Audience publique du 4 novembre 2020

Cassation

Mme MOUILLARD, président

Arrêt n° 681 FS-P+B

Pourvoi n° W 16-28.281

R É P U B L I Q U E F R A N Ç A I S E

_________________________

AU NOM DU PEUPLE FRANÇAIS
_________________________

ARRÊT DE LA COUR DE CASSATION, CHAMBRE COMMERCIALE, FINANCIÈRE ET ÉCONOMIQUE, DU 4 NOVEMBRE 2020

M. O… B…, domicilié […] , a formé le pourvoi n° W 16-28.281 contre l’arrêt rendu le 13 septembre 2016 par la cour d’appel de Paris (pôle 5, chambre 1), dans le litige l’opposant :

1°/ à la société Cooper International Spirits, dont le siège est […],

2°/ à la société Etablissements Gabriel Boudier, société anonyme, dont le siège est […] ,

3°/ à la société St Dalfour, société par actions simplifiée, dont le siège est […] ,

défenderesses à la cassation.

Le demandeur invoque, à l’appui de son pourvoi, le moyen unique de cassation annexé au présent arrêt.

Le dossier a été communiqué au procureur général.

Sur le rapport de Mme Darbois, conseiller, les observations de la SCP Ortscheidt, avocat de M. B…, de la SCP Bernard Hémery, Carole Thomas-Raquin, Martin Le Guerer, avocat des sociétés Cooper International Spirits, Etablissements Gabriel Boudier et St Dalfour, et l’avis de Mme Beaudonnet, avocat général, après débats en l’audience publique du 29 septembre 2020 où étaient présents Mme Mouillard, président, Mme Darbois, conseiller rapporteur, M. Guérin, conseiller doyen, Mmes Poillot-Peruzzetto, Champalaune, Daubigney, Michel-Amsellem, M. Ponsot, Mme Boisselet, M. Mollard, conseillers, Mmes Le Bras, de Cabarrus, Lion, Lefeuvre, Bessaud, M. Boutié, Mmes Tostain, Bellino, conseillers référendaires, et Mme Labat, greffier de chambre,

la chambre commerciale, financière et économique de la Cour de cassation, composée, en application de l’article R. 431-5 du code de l’organisation judiciaire, des président et conseillers précités, après en avoir délibéré conformément à la loi, a rendu le présent arrêt ;

Faits et procédure

1. Selon l’arrêt attaqué (Paris, 13 septembre 2016), M. B… était titulaire de la marque française semi-figurative « Saint Germain » n° 3 395 502, déposée le 5 décembre 2005 pour désigner, en classes 30, 32 et 33, notamment les boissons alcooliques (à l’exception des bières), cidres, digestifs, vins et spiritueux, extraits ou essences alcooliques.

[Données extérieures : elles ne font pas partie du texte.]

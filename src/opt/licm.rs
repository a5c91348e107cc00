//! Loop-invariant code motion (§4.8): find natural loops, give each one a
//! preheader, and hoist instructions whose operands are all ready before
//! the loop runs.
//!
//! Grounded on `examples/original_source/lesson8/licm.py`: preheader
//! insertion, the reaching-definitions bridge used to decide hoist
//! readiness, and the fixpoint loop over a growing hoistable set all follow
//! that implementation's shape, adapted to this crate's CFG/dominance
//! types instead of dict-of-dicts.

use crate::cfg::analysis::find_exits;
use crate::cfg::dominators::DominatorTree;
use crate::cfg::loops::NaturalLoop;
use crate::cfg::{build_cfg, loops, BasicBlock, Cfg};
use crate::dataflow::reaching_defs::{self, ReachingDefs};
use crate::error::Result;
use crate::ir::{Function, InstrKind, Program, ValueOp};
use crate::ssa;
use petgraph::graph::NodeIndex;
use std::collections::HashSet;

/// Options recognized by the LICM driver (§6): `via_ssa` runs the pass
/// inside SSA form and converts back out, matching `licm.py`'s `--ssa`
/// flag (§4.8 "Optional SSA mode").
#[derive(Debug, Clone, Copy, Default)]
pub struct LicmOptions {
    pub via_ssa: bool,
}

/// A hoist candidate: a loop-body instruction location, identified the same
/// way reaching-definitions identifies def sites.
#[derive(Debug, Clone, PartialEq, Eq, Hash)]
struct InstrLoc {
    block: NodeIndex,
    index: usize,
}

fn is_pure_for_licm(kind: &InstrKind) -> bool {
    match kind {
        InstrKind::Const { .. } => true,
        InstrKind::Value { op, .. } => op.is_pure_for_licm(),
        _ => false,
    }
}

fn single_def_block(cfg: &Cfg, body: &HashSet<NodeIndex>, dest: &str) -> bool {
    let mut count = 0;
    for &node in body {
        for instr in &cfg.block(node).instrs {
            if instr.dest() == Some(dest) {
                count += 1;
                if count > 1 {
                    return false;
                }
            }
        }
    }
    count == 1
}

fn block_dominates_all(dom_tree: &DominatorTree, block: NodeIndex, targets: &[NodeIndex]) -> bool {
    targets.iter().all(|&t| dom_tree.dominates(block, t))
}

/// Collect the hoistable set for one natural loop, iterating to fixpoint:
/// an instruction becomes hoistable once every argument's reaching
/// definitions are either outside the loop, or a single inside definition
/// that is itself already hoistable (§4.8 step 2).
fn collect_hoistable(
    cfg: &Cfg,
    natural_loop: &NaturalLoop,
    dom_tree: &DominatorTree,
    reaching: &std::collections::HashMap<NodeIndex, crate::dataflow::BlockFacts<ReachingDefs>>,
) -> Vec<InstrLoc> {
    let exits: Vec<NodeIndex> = natural_loop
        .exit_edges(cfg)
        .into_iter()
        .map(|(inside, _outside)| inside)
        .collect();

    let mut hoistable: HashSet<InstrLoc> = HashSet::new();
    let mut hoistable_dests: HashSet<String> = HashSet::new();

    loop {
        let mut changed = false;
        let mut body_nodes: Vec<NodeIndex> = natural_loop.body.iter().copied().collect();
        body_nodes.sort_by_key(|&n| cfg.block(n).name.clone());

        for &node in &body_nodes {
            let before = &reaching[&node].before;
            for (index, instr) in cfg.block(node).instrs.iter().enumerate() {
                let loc = InstrLoc { block: node, index };
                if hoistable.contains(&loc) {
                    continue;
                }
                if instr.is_terminator() {
                    continue;
                }
                let Some(dest) = instr.dest() else { continue };
                if !is_pure_for_licm(&instr.kind) {
                    continue;
                }

                let fact = &before[index];
                let mut ready = true;
                for arg in instr.uses() {
                    let defs: Vec<&str> = fact
                        .0
                        .iter()
                        .filter(|d| ReachingDefs::var_of(d) == arg)
                        .map(String::as_str)
                        .collect();
                    if defs.is_empty() {
                        continue;
                    }
                    let inside_defs: Vec<&str> = defs
                        .iter()
                        .filter(|d| {
                            let block_name = d.split('@').nth(1).and_then(|s| s.split(':').next()).unwrap_or("");
                            natural_loop.body.iter().any(|&n| cfg.block(n).name == block_name)
                        })
                        .copied()
                        .collect();
                    if inside_defs.is_empty() {
                        continue;
                    }
                    if inside_defs.len() == 1 && hoistable_dests.contains(arg) {
                        continue;
                    }
                    ready = false;
                    break;
                }
                if !ready {
                    continue;
                }

                if !single_def_block(cfg, &natural_loop.body, dest) {
                    continue;
                }
                if !block_dominates_all(dom_tree, node, &exits) {
                    continue;
                }

                hoistable.insert(loc);
                hoistable_dests.insert(dest.to_string());
                changed = true;
            }
        }

        if !changed {
            break;
        }
    }

    let mut result: Vec<InstrLoc> = hoistable.into_iter().collect();
    result.sort_by_key(|loc| (cfg.block(loc.block).name.clone(), loc.index));
    result
}

fn preheader_name(cfg: &Cfg, header: NodeIndex) -> String {
    let header_name = cfg.block(header).name.clone();
    let mut suffix = None;
    loop {
        let candidate = match suffix {
            None => format!("{header_name}.preheader"),
            Some(n) => format!("{header_name}.preheader.{n}"),
        };
        if !cfg.name_to_node.contains_key(&candidate) {
            return candidate;
        }
        suffix = Some(suffix.map_or(1, |n| n + 1));
    }
}

/// Insert a preheader for `natural_loop`, retargeting every outside
/// predecessor of the header to it. Returns `None` (and leaves the CFG
/// untouched) if the loop has no outside predecessor — hoisting there would
/// land in unreachable code (§4.8 step 1).
fn insert_preheader(cfg: &mut Cfg, natural_loop: &NaturalLoop) -> Option<NodeIndex> {
    let outside_preds = natural_loop.outside_predecessors(cfg);
    if outside_preds.is_empty() {
        return None;
    }

    let header = natural_loop.header;
    let name = preheader_name(cfg, header);
    let block = BasicBlock {
        name: name.clone(),
        has_source_label: true,
        instrs: vec![crate::ir::Instr::jmp(cfg.block(header).name.clone())],
    };
    let pre = cfg.insert_before(header, block);

    for pred in outside_preds {
        let header_name = cfg.block(header).name.clone();
        let has_terminator = cfg.block(pred).terminator().is_some();
        let block = cfg.block_mut(pred);
        if has_terminator {
            let term_idx = block.instrs.len() - 1;
            if let Some(labels) = block.instrs[term_idx].labels_mut() {
                for l in labels.iter_mut() {
                    if *l == header_name {
                        *l = name.clone();
                    }
                }
            }
        } else {
            block.instrs.push(crate::ir::Instr::jmp(name.clone()));
        }
    }

    cfg.recompute_edges();
    Some(pre)
}

/// Move `locs` (already sorted by `(block, index)`, §4.8 step 3's
/// "ascending order of `(block, index)`") into `preheader`, just before its
/// terminator.
fn hoist_into(cfg: &mut Cfg, preheader: NodeIndex, locs: &[InstrLoc]) {
    let mut by_block: std::collections::HashMap<NodeIndex, Vec<usize>> = std::collections::HashMap::new();
    for loc in locs {
        by_block.entry(loc.block).or_default().push(loc.index);
    }

    let mut taken: std::collections::HashMap<(NodeIndex, usize), crate::ir::Instr> = std::collections::HashMap::new();
    for (&block, indices) in by_block.iter() {
        let mut descending = indices.clone();
        descending.sort_unstable_by(|a, b| b.cmp(a));
        let instrs = &mut cfg.block_mut(block).instrs;
        for &idx in &descending {
            taken.insert((block, idx), instrs.remove(idx));
        }
    }

    let ordered: Vec<crate::ir::Instr> =
        locs.iter().filter_map(|loc| taken.remove(&(loc.block, loc.index))).collect();

    let pre_block = cfg.block_mut(preheader);
    let insert_at = if pre_block.instrs.last().map(|i| i.is_terminator()).unwrap_or(false) {
        pre_block.instrs.len() - 1
    } else {
        pre_block.instrs.len()
    };
    for (offset, instr) in ordered.into_iter().enumerate() {
        pre_block.instrs.insert(insert_at + offset, instr);
    }
}

fn licm_on_cfg(cfg: &mut Cfg) -> Result<usize> {
    let mut total_hoisted = 0;
    loop {
        let dom_tree = match DominatorTree::new(cfg)? {
            Some(t) => t,
            None => return Ok(total_hoisted),
        };
        let natural_loops = loops::detect_natural_loops(cfg, &dom_tree);
        if natural_loops.is_empty() {
            return Ok(total_hoisted);
        }

        let mut any_hoisted = false;
        for natural_loop in &natural_loops {
            reaching_defs::annotate_def_sites(cfg);
            let reaching = reaching_defs::analyze(cfg);
            let hoistable = collect_hoistable(cfg, natural_loop, &dom_tree, &reaching);
            if hoistable.is_empty() {
                continue;
            }

            let Some(pre) = insert_preheader(cfg, natural_loop) else {
                tracing::debug!(header = %cfg.block(natural_loop.header).name, "skipping loop with no outside predecessor");
                continue;
            };
            tracing::debug!(
                header = %cfg.block(natural_loop.header).name,
                hoisted = hoistable.len(),
                "hoisting loop-invariant instructions"
            );
            hoist_into(cfg, pre, &hoistable);
            total_hoisted += hoistable.len();
            any_hoisted = true;
            // Reaching definitions and the dominator tree are now stale
            // (a preheader block exists, instructions moved); bail out to
            // the outer loop to recompute both before processing another
            // natural loop found in this pass.
            break;
        }

        if !any_hoisted {
            return Ok(total_hoisted);
        }
    }
}

/// Run LICM on one function, outside of SSA.
pub fn licm_function(func: &Function) -> Result<Function> {
    let mut cfg = build_cfg(func)?;
    licm_on_cfg(&mut cfg)?;
    cfg.recompute_edges();
    let mut out = Function { instrs: crate::cfg::linearize::linearize(&cfg), ..func.clone() };
    out.clear_def_ids();
    Ok(out)
}

/// Run LICM by first converting to SSA, running the pass there, then
/// converting back (§4.8 "Optional SSA mode"; `licm.py`'s `main(prog,
/// use_ssa=True)`).
pub fn licm_function_via_ssa(func: &Function) -> Result<Function> {
    let ssa_func = ssa::to_ssa(func)?;
    let optimized = licm_function(&ssa_func)?;
    ssa::from_ssa(&optimized)
}

pub fn licm_function_with(func: &Function, opts: LicmOptions) -> Result<Function> {
    if opts.via_ssa {
        licm_function_via_ssa(func)
    } else {
        licm_function(func)
    }
}

pub fn licm_program(program: &Program, opts: LicmOptions) -> Result<Program> {
    let functions = program.functions.iter().map(|f| licm_function_with(f, opts)).collect::<Result<Vec<_>>>()?;
    Ok(Program { functions })
}

/// `true` if `op` is one of the value ops LICM will ever consider hoisting.
/// Exposed for tests that want to construct loop-invariant fixtures.
pub fn is_hoistable_op(op: ValueOp) -> bool {
    op.is_pure_for_licm()
}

2. Ayant appris que la société Cooper International Spirits distribuait une liqueur de sureau sous la dénomination « St-Germain », fabriquée par la société St Dalfour et un sous-traitant de cette dernière, la société Etablissements Gabriel Boudier, M. B… a, le 8 juin 2012, assigné ces trois
sociétés en contrefaçon de marque.

3. Ayant été déchu de ses droits sur la marque « Saint Germain » pour les produits précités à compter du 13 mai 2011, par un arrêt, devenu irrévocable, rendu dans une autre instance le 11 février 2014, M. B… a maintenu ses demandes pour la période non couverte par la prescription et antérieure à la déchéance, soit entre le 8 juin 2009 et le 13 mai 2011.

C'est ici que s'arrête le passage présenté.